Repeat precisely the span of lines below that opens with the line containing "fn dates_where(&self, predicate: &Predicate, range: &DateRange)" and closes with the line containing "use std::path::Path;", both included.
★ ★ ★ ★ ★
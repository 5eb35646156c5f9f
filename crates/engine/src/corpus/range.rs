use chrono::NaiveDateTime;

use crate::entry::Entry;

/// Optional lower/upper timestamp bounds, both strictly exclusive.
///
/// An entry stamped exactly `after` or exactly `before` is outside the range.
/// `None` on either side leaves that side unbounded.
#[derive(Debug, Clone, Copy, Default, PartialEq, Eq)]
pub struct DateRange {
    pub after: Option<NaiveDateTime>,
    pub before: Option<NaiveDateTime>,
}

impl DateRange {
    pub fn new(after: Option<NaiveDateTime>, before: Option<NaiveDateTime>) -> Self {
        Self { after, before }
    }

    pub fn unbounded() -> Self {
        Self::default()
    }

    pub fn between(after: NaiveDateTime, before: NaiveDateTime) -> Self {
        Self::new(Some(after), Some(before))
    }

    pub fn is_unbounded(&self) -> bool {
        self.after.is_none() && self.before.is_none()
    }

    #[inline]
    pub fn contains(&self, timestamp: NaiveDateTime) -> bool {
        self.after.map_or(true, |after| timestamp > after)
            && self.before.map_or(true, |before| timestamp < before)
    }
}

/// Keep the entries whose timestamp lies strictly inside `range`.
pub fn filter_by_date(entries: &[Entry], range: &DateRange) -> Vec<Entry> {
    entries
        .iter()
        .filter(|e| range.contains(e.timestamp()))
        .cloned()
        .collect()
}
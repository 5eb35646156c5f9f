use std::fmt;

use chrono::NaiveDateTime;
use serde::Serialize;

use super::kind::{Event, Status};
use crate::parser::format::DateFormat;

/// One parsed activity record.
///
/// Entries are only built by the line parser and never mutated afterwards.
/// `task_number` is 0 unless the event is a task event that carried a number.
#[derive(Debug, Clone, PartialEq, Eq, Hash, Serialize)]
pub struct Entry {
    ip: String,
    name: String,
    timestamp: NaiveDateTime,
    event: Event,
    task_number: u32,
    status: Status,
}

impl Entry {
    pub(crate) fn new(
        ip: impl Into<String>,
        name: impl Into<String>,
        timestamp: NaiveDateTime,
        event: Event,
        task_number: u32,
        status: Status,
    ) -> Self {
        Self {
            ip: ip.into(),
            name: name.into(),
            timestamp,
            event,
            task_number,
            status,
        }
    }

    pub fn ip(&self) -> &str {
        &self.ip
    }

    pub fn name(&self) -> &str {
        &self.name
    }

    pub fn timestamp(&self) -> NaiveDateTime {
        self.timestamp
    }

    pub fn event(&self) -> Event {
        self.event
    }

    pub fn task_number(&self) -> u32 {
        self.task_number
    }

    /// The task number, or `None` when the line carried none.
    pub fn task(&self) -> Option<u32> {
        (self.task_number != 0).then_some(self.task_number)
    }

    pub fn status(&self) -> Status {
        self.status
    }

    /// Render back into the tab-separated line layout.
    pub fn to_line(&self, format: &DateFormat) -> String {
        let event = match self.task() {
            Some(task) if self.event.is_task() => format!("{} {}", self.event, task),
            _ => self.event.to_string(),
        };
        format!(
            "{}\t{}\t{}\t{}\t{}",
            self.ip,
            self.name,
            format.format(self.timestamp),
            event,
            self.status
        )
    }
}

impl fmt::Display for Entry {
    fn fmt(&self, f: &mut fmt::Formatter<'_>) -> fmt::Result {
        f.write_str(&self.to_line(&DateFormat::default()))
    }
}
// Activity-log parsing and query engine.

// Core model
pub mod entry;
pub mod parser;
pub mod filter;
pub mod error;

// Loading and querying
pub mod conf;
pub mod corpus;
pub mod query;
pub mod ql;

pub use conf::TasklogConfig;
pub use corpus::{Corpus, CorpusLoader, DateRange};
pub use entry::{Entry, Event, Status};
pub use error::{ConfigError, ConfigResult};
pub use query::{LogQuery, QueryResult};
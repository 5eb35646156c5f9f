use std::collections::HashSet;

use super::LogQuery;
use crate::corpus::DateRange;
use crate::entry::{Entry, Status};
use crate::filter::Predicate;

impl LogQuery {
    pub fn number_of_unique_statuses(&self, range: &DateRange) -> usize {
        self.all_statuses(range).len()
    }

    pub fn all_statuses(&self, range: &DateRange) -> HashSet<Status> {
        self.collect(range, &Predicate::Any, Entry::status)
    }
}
★ ★ ★ ★ ★
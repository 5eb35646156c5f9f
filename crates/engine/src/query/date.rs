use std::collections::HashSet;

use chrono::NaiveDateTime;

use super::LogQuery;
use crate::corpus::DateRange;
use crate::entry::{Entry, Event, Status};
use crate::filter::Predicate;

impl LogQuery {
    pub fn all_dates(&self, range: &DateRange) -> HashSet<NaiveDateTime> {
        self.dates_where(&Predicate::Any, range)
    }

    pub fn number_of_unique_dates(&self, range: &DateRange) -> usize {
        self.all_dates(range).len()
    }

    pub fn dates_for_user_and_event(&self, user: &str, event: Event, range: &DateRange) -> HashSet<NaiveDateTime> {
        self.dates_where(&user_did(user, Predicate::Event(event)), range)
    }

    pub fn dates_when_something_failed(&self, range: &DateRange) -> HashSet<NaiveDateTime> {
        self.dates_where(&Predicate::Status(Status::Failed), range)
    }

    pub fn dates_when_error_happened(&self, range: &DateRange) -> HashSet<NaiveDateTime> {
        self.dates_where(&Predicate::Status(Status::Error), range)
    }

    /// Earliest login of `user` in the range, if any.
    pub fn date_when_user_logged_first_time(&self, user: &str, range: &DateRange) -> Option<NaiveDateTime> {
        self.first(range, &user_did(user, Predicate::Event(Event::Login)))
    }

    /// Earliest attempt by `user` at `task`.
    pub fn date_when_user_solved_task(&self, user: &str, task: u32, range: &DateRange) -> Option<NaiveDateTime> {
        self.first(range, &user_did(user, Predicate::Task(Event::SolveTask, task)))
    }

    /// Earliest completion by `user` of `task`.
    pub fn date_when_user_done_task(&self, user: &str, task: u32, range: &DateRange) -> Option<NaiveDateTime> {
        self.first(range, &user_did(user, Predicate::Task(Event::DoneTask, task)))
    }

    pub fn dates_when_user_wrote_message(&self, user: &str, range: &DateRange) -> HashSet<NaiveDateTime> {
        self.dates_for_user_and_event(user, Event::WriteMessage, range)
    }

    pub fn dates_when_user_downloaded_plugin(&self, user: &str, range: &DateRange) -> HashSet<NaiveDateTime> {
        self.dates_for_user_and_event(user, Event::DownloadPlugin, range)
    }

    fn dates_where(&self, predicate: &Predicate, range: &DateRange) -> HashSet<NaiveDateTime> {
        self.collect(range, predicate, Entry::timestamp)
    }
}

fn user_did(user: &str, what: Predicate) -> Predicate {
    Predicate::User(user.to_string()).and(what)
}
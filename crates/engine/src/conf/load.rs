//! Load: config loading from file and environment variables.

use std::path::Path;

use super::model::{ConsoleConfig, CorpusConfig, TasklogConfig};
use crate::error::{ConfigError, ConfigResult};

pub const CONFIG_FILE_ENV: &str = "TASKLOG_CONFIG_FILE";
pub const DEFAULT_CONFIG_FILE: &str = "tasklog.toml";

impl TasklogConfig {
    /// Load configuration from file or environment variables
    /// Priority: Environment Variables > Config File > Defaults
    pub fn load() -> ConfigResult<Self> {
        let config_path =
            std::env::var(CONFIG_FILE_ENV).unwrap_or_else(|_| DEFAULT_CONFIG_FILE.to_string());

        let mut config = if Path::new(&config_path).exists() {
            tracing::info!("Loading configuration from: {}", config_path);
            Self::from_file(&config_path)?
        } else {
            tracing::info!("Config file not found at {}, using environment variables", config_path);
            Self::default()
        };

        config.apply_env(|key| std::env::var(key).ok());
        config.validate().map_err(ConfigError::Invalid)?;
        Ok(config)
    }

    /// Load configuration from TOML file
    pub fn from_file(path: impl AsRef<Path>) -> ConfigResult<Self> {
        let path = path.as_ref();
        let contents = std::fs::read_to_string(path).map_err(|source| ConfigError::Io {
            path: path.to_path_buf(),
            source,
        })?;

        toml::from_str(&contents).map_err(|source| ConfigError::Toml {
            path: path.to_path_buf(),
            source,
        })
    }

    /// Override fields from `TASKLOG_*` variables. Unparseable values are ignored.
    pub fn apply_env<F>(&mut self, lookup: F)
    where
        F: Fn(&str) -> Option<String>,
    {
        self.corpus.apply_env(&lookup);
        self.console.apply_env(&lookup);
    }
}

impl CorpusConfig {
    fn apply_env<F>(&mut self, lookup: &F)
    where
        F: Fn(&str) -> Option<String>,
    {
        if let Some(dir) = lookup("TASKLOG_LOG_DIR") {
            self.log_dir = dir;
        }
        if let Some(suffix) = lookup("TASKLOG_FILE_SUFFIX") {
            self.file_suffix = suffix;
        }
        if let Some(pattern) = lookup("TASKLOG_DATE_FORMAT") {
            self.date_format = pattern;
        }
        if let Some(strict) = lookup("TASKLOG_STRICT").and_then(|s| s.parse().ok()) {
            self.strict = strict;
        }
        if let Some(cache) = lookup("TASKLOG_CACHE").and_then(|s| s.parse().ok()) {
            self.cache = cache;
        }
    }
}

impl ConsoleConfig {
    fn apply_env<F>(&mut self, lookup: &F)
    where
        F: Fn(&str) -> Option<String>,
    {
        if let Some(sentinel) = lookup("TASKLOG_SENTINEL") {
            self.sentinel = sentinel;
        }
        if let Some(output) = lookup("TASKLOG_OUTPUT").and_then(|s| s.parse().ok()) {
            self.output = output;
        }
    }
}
★ ★ ★ ★ ★
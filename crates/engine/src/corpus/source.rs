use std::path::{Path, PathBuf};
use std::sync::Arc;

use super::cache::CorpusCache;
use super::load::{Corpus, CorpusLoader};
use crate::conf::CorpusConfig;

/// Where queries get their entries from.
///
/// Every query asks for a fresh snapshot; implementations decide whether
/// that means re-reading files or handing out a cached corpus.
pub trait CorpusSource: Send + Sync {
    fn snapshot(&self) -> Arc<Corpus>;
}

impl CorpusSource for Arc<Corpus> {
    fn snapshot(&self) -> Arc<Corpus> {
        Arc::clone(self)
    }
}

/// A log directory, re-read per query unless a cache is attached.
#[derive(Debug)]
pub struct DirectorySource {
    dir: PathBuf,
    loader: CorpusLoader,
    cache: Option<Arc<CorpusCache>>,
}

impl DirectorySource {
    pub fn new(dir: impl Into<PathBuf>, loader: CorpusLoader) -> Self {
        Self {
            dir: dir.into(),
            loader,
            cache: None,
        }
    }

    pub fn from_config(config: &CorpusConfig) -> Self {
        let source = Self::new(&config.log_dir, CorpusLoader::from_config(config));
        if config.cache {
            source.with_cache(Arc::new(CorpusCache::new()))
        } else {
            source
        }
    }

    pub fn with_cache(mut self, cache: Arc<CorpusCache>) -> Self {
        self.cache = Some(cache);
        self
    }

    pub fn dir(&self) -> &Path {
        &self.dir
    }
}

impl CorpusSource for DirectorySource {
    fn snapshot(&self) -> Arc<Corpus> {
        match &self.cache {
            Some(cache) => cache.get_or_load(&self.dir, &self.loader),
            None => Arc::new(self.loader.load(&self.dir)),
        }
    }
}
★ ★ ★ ★ ★
Output below:
    fn dates_where(&self, predicate: &Predicate, range: &DateRange) -> HashSet<NaiveDateTime> {
        self.collect(range, predicate, Entry::timestamp)
    }
}

fn user_did(user: &str, what: Predicate) -> Predicate {
    Predicate::User(user.to_string()).and(what)
}
filename crates/engine/src/conf/load.rs
//! Load: config loading from file and environment variables.

use std::path::Path;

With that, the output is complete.